Thomas Gomart : « Le Kremlin a déclaré une guerre politique à l’UE »
Selon l’historien, auteur de « L’Accélération de l’Histoire » (Tallandier), il est urgent que l’Europe prenne enfin la mesure de la menace posée par la Russie qui agite le spectre nucléaire.
Le Point : Comment expliquer ce que vous appelez « l'accélération de l'Histoire », ce basculement en cours dans une période d'affrontements entre puissances ?
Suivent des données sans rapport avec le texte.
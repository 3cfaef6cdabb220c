//! TTL-cached exchange rate lookup.
//!
//! Wraps any [`RateSource`] in a [`CachedRateProvider`] that remembers the
//! last fetched rate for a fixed 3-second window, so repeated lookups within
//! that window never reach the underlying source.
//!
//! # Features
//!
//! - Single-slot cache with a fixed 3-second TTL
//! - Transparent decorator: the wrapper is itself a [`RateSource`]
//! - Delegate failures pass through untouched and never disturb cached state
//!
//! # Example
//!
//! ```rust,ignore
//! use exrate_cache::{CachedRateProvider, Currency, RateSource};
//! use std::sync::Arc;
//!
//! let provider = CachedRateProvider::new(Arc::new(web_source));
//!
//! // First lookup fetches from the source, the second is served from cache.
//! let rate = provider.get_rate(&Currency::usd()).await?;
//! let again = provider.get_rate(&Currency::usd()).await?;
//! ```

pub mod cache;
pub mod currency;
pub mod error;
pub mod provider;

pub use cache::CachedRateProvider;
pub use currency::Currency;
pub use error::{RateError, RateResult};
pub use provider::RateSource;
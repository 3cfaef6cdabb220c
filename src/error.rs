//! Rate lookup error types.

use thiserror::Error;

/// Errors that can occur during a rate lookup.
///
/// Only rate sources raise these; the caching layer introduces no failure
/// kind of its own.
#[derive(Debug, Error)]
pub enum RateError {
    /// The underlying rate source failed with an I/O problem.
    #[error("rate source I/O failure: {0}")]
    Io(#[from] std::io::Error),
}

/// Result type for rate operations.
pub type RateResult<T> = Result<T, RateError>;
//! Background maintenance.

#[cfg(feature = "scheduler")]
mod scheduler;

#[cfg(feature = "scheduler")]
pub use scheduler::{Scheduler, SchedulerConfig};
Thomas Gomart : D'abord, l'accélération de l'Histoire signifie que certains, plus que d'autres, sont pris de vitesse. C'est le cas des Européens, qui ont commis trois erreurs. La première est de croire que le monde veut vivre comme eux ; la deuxième est de se voir comme une bulle protégée ; la troisième est de résumer leur projet au maintien de leur niveau de vie. En face, un très petit nombre d'acteurs conduisent des actions délibérées produisant un très fort effet. C'est déstabilisant pour les Européens, qui apparaissent déphasés. S'y ajoutent deux accélérations majeures, celle du réchauffement climatique, qui génère des frictions géopolitiques, et celle de la démocratisation de l'intelligence artificielle, qui impacte fortement les modes de production et, paradoxalement, favorise l'hyperconcentration du pouvoir.
Quel rôle joue l'arme nucléaire dans ce basculement ?
Nous sommes entrés dans un nouvel âge nucléaire, ce qui est insuffisamment compris. La période qui a suivi la chute de l'URSS en 1991 a déconnecté les stratégies militaires nucléaires des stratégies militaires conventionnelles. Aujourd'hui, elles se reconnectent, en particulier à cause de la Russie, qui pratique la « sanctuarisation agressive », c'est-à-dire la quête d'un gain territorial avec une menace nucléaire explicite.
Une dissuasion offensive, en quelque sorte ?
Absolument. Ça, c'est le premier point. Le deuxième, c'est l'accélération de l'effort nucléaire de la Chine, qui entend doubler son arsenal nucléaire d'ici à 2030. Elle vise une double parité, non seulement avec les États-Unis, mais aussi avec la Russie. Et le troisième point, c'est que les trois pays les plus sanctionnés par les Occidentaux sont, chacun à leur manière, porteurs d'une crise nucléaire : la Russie, en raison de son recours à la rhétorique nucléaire ; l'Iran, dans le fait d'accélérer son programme ; et puis - on s'y intéresse trop peu en Europe - la Corée du Nord, dont les essais laissent à penser qu'elle pourrait désormais toucher les États-Unis. Ces trois pays, la Russie, l'Iran et la Corée du Nord, se retrouvent dans une sorte d'entente militaire contre l'Occident.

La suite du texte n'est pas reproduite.